There's a reason why sorting is required, by the way. It's quite frequent in mathematical software that many floating point numbers need to be summed together. If these numbers happen to span some a wide dynamic range, then it is important that the smaller values are summed first, not last. If you sum them first, then they have a chance to accumulate into something larger and sufficiently significant to make a difference before the larger numbers are then also summed. However, if they were summed last, they could have no impact at all entirely because of that accident of fate.
This is especially evident in the standard deviation calculation, which is often re-written into a form requiring two sums to be generated, and then subtracted from each other. It is when taking the difference of two sums, where the least significant bits may be all you have left remaining, that the order of summation becomes starkly required.
Is the exponent expressed in 2's complement form?
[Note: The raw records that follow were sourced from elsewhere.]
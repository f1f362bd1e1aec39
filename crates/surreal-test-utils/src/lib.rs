//! Test utilities for the Surreal engine.
//!
//! Scripted loaders and observation helpers for exercising the asset manager
//! without real files or real resource types:
//!
//! - [`ScriptedLoader`] - a loader whose outcome (success, failure, panic)
//!   and timing (held behind a [`Gate`]) the test controls
//! - [`Texture`] / [`Sound`] - stand-in asset types
//! - [`DisposeTracker`] - records every `dispose` call
//! - [`ThreadDispatcher`] / [`RecordingDispatcher`] - execution contexts that
//!   let tests see where and how callbacks ran
//!
//! # Example
//!
//! ```ignore
//! let gate = Gate::new();
//! let calls = LoadCounter::new();
//! manager.add_loader(ScriptedLoader::new(Texture::new).gated(&gate).counted(&calls));
//!
//! let a = manager.load::<Texture>("sprites/hero.png")?;
//! let b = manager.load::<Texture>("sprites/hero.png")?;
//! assert!(a.is_loading() && b.is_loading());
//!
//! gate.open();
//! // ...drive the spawner...
//! assert_eq!(calls.get(), 1);
//! ```

mod dispatchers;
mod loaders;

pub use dispatchers::{RecordingDispatcher, ThreadDispatcher};
pub use loaders::{DisposeTracker, Gate, LoadCounter, ScriptedLoader, Sound, Texture};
I am not sure
because we add bias to the exponent after expressing it in 2's
complement form. So is it correct to say that the exponent is
expressed in 2's complement form?
For single precision it is stored in excess-127. That just means that 127 is added to the two-complement exponent before packing it into the format. (And you must remove that excess bias when you unpack it.) That is not, strictly speaking, twos complement. It's twos complement with a bias, rather. Which is to say that the value will be twos complement when you unpack the floating point format. But while packed it is excess-127.
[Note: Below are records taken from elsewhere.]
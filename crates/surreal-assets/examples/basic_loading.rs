//! Basic asset loading.
//!
//! This example shows:
//! - Creating an asset manager driven by a host-ticked executor
//! - Registering built-in and custom loaders
//! - Observing statuses, callbacks and events
//! - Reading files from disk through a `FileReader`

use std::io::Write;
use std::sync::Arc;

use async_executor::Executor;
use surreal_assets::*;

/// A key=value settings file.
#[derive(Debug)]
struct Settings {
    entries: Vec<(String, String)>,
}

impl Asset for Settings {
    fn type_name() -> &'static str {
        "Settings"
    }

    fn estimated_size(&self) -> usize {
        self.entries.iter().map(|(k, v)| k.len() + v.len()).sum()
    }
}

/// Parses settings on top of the text loader.
struct SettingsLoader;

impl AssetLoader for SettingsLoader {
    type Asset = Settings;

    fn load(&self, ctx: LoadContext) -> LoadFuture<Settings> {
        Box::pin(async move {
            let text = ctx.load_data::<String>(ctx.path().clone()).await?;
            let entries = text
                .lines()
                .map(str::trim)
                .filter(|line| !line.is_empty() && !line.starts_with('#'))
                .map(|line| match line.split_once('=') {
                    Some((key, value)) => Ok((key.trim().to_string(), value.trim().to_string())),
                    None => Err(AssetError::loader(ctx.path(), format!("expected key=value, got `{}`", line))),
                })
                .collect::<AssetResult<Vec<_>>>()?;
            Ok(Settings { entries })
        })
    }
}

fn tick(executor: &Executor<'static>) {
    while executor.try_tick() {}
}

fn main() -> Result<(), Box<dyn std::error::Error>> {
    surreal_core::logging::init();

    let dir = tempfile::tempdir()?;
    std::fs::create_dir_all(dir.path().join("config"))?;
    let mut file = std::fs::File::create(dir.path().join("config/game.cfg"))?;
    writeln!(file, "# game settings")?;
    writeln!(file, "title = Surreal Demo")?;
    writeln!(file, "max_players = 4")?;
    std::fs::write(dir.path().join("config/broken.cfg"), "this line has no separator")?;

    let executor = Arc::new(Executor::new());
    let reader: Arc<dyn BytesReader> = Arc::new(FileReader::new(dir.path()));
    let manager = AssetManager::builder(executor.clone(), Arc::new(ImmediateDispatcher))
        .loader(TextLoader::new(reader.clone()))
        .loader(BytesLoader::new(reader))
        .loader(SettingsLoader)
        .build();

    println!("Registered loaders: {:?}", manager.loader_type_names());

    let settings = manager.load::<Settings>("config/game.cfg")?;
    let broken = manager.load::<Settings>("config/broken.cfg")?;
    let raw = manager.load::<Vec<u8>>("config/game.cfg")?;
    println!("Before tick: {:?} / {:?}", settings.status(), broken.status());

    settings.on_ready(|| println!("  callback: game.cfg settled"));

    tick(&executor);

    for (key, value) in &settings.data()?.entries {
        println!("  {} = {}", key, value);
    }
    println!("Raw bytes: {}", raw.data()?.len());

    if let Some(error) = broken.error() {
        println!("broken.cfg failed: {}", error);
    }

    match manager.load::<u32>("numbers/1") {
        Err(error) => println!("Expected error: {}", error),
        Ok(_) => println!("Unexpected loader for u32"),
    }

    println!("Assets cached: {}, ~{} bytes", manager.len(), manager.estimated_size());

    for event in manager.drain_events() {
        println!("  event: {:?}", event);
    }

    drop(broken);
    println!("After dropping broken.cfg: {} cached", manager.len());

    Ok(())
}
Also keep in mind that regular floating point values (those that can be represented in the format without resorting to a denormal form) have an assumed "hidden bit" of 1 in the mantissa. This means that so long as the form isn't a denormal, you prefix to the left of the given mantissa a '1'. In the precise case of a denormal (exponent is 0), though, this hidden bit is a '0' as the mantissa had to be shifted down by at least 1 to achieve the denormal.
As a comment below this explanation (by TEMLIB) points out, the special case of zero is the case with the mantissa set to all 0's as well as the exponent (and sign.) So this makes the floating point value of zero a "natural." It's exactly the same case as if a denormal had been denormalized out until there's nothing left in the mantissa. (Zero is indistinguishable from a denormal that was so small that there were no 1-bits left to store in the mantissa.)